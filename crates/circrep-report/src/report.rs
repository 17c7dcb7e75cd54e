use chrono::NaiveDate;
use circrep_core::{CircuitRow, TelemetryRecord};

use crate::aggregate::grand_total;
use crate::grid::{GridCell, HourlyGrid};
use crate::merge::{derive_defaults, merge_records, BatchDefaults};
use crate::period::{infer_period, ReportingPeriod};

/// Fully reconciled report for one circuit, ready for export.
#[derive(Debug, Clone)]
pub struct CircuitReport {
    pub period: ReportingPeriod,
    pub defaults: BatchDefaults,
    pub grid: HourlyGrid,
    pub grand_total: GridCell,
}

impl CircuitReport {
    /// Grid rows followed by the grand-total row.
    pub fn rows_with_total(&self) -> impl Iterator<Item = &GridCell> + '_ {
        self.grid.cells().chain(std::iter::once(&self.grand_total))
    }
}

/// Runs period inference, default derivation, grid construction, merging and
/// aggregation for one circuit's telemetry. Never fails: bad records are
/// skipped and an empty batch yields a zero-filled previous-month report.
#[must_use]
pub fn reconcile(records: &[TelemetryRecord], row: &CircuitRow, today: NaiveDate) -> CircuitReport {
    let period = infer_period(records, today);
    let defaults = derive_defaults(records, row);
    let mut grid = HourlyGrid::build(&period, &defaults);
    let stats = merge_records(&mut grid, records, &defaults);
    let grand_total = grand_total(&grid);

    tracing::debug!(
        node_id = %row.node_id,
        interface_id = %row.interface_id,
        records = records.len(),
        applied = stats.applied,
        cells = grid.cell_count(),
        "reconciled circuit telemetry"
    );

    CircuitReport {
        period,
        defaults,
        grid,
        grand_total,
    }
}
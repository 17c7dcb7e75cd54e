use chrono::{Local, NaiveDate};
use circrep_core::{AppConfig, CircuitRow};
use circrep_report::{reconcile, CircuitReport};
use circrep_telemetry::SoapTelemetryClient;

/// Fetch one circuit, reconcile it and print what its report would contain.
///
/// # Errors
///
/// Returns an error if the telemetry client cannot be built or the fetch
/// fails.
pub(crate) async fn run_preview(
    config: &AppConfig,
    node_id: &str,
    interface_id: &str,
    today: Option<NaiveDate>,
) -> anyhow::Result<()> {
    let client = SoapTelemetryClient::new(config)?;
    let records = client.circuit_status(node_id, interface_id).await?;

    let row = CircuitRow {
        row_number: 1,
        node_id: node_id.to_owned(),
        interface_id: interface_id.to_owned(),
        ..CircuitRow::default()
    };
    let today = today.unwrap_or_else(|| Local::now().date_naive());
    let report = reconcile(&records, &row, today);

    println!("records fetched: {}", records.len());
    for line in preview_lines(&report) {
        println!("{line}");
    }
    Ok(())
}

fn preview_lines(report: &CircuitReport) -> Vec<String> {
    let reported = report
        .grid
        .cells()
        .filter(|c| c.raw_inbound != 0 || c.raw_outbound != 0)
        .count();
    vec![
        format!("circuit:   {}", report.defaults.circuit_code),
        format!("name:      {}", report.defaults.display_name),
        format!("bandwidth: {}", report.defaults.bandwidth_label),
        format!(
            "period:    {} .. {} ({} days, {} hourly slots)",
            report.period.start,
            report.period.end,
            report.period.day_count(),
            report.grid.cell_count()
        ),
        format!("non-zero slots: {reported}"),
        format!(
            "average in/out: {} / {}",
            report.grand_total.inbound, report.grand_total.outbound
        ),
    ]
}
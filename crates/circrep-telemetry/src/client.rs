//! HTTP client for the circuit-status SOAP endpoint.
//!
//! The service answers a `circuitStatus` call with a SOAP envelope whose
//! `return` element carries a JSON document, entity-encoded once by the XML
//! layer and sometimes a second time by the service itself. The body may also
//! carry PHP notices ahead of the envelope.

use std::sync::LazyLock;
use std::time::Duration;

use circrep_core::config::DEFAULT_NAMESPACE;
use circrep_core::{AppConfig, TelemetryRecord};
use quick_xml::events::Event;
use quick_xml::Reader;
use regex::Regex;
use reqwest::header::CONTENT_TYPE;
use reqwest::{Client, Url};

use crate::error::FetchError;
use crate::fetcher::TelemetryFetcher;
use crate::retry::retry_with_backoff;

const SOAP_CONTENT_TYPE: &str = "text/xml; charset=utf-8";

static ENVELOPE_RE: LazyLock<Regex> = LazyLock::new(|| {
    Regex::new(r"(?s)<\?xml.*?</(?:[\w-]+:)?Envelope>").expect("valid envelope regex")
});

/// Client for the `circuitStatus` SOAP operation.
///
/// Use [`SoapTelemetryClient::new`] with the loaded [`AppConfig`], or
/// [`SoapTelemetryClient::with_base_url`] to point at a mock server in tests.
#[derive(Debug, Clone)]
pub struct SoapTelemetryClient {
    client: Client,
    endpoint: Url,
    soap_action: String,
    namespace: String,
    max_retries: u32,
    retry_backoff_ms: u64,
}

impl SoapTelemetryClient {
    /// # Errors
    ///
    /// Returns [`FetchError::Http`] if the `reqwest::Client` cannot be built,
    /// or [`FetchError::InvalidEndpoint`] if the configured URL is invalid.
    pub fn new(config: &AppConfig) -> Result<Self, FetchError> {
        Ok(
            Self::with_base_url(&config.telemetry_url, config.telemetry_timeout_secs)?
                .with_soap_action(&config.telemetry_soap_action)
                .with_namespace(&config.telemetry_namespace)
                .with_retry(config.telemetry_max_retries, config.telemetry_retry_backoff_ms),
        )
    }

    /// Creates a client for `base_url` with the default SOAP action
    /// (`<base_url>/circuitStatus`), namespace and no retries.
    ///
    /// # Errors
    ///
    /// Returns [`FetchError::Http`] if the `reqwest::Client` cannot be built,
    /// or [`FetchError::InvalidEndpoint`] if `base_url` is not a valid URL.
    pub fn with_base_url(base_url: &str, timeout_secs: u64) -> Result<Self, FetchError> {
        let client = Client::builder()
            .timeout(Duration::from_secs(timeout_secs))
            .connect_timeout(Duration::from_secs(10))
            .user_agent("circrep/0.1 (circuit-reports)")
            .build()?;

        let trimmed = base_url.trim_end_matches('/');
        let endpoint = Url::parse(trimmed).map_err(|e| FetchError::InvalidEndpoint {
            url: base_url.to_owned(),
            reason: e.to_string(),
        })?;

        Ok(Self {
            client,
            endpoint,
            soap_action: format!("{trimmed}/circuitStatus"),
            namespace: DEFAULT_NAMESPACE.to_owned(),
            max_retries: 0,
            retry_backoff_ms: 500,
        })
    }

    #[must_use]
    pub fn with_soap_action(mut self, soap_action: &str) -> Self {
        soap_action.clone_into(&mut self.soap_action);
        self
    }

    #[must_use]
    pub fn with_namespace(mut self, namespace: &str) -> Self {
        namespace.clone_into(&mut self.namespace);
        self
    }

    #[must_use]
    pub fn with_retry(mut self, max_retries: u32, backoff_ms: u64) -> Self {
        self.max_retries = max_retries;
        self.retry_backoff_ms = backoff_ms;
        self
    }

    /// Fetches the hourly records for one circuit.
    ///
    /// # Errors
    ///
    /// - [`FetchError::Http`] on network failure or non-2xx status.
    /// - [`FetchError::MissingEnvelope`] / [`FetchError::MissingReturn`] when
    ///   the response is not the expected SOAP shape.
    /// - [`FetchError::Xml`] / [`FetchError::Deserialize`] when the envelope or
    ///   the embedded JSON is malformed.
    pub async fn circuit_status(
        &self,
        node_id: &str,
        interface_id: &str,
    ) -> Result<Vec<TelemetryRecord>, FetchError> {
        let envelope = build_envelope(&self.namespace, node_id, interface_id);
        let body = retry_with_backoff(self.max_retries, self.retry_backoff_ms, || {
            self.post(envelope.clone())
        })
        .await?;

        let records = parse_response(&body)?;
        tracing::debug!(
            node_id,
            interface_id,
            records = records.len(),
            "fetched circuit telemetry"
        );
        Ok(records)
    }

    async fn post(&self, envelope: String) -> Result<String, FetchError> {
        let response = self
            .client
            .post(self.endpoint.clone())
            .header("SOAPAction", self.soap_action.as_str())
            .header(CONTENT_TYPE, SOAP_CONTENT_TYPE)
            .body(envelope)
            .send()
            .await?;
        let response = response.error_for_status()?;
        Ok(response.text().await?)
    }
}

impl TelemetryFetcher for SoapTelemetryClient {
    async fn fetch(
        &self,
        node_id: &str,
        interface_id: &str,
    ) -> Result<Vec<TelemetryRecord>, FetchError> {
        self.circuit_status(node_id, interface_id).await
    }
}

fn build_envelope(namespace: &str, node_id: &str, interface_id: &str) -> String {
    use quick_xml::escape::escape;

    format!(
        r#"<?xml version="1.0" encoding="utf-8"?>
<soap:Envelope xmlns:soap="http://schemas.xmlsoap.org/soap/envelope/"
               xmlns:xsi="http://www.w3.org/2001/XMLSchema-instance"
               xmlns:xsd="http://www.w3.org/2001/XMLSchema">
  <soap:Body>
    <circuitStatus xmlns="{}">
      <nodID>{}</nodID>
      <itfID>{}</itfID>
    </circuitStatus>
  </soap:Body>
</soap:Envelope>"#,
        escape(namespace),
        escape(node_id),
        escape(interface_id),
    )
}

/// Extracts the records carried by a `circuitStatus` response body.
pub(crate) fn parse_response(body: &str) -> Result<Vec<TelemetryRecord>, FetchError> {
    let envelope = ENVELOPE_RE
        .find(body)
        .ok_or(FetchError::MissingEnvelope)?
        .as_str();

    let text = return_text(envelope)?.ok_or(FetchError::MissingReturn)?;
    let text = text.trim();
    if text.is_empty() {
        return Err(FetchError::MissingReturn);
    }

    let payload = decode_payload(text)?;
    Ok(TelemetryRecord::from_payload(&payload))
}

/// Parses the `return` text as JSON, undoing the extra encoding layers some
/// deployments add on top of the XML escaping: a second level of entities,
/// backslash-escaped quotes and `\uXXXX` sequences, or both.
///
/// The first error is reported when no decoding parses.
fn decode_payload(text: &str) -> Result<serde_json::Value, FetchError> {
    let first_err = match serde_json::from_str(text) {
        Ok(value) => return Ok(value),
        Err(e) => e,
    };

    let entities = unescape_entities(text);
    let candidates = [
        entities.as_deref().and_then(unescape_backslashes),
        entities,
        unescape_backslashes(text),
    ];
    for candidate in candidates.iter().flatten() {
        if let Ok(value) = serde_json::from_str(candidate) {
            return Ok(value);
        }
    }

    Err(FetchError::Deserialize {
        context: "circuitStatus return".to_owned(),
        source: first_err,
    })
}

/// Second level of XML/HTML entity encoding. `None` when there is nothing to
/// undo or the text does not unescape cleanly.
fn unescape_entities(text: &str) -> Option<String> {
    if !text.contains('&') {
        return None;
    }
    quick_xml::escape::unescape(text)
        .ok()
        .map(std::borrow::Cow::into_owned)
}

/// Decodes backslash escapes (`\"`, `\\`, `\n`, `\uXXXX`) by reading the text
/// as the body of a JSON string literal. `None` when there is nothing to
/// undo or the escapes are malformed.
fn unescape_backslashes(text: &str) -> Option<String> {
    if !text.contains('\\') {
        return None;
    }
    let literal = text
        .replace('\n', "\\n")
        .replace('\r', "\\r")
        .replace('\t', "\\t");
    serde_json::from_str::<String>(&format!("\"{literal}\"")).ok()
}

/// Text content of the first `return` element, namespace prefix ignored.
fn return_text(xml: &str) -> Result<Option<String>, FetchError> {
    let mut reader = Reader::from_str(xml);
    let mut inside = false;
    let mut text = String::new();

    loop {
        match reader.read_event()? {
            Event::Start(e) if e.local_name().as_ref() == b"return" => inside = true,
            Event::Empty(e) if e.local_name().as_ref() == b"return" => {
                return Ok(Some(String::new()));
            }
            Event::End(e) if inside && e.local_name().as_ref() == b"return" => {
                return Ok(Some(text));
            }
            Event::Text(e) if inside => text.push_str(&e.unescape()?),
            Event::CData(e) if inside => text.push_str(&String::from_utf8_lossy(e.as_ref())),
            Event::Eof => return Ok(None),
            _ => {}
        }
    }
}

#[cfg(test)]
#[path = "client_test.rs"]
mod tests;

• [YOUR ASSIGNMENT] Which lines in the records above contain the string "BatchDefaults"? Copy them.

• [RESPONSE]
use crate::merge::{derive_defaults, merge_records, BatchDefaults};
    pub defaults: BatchDefaults,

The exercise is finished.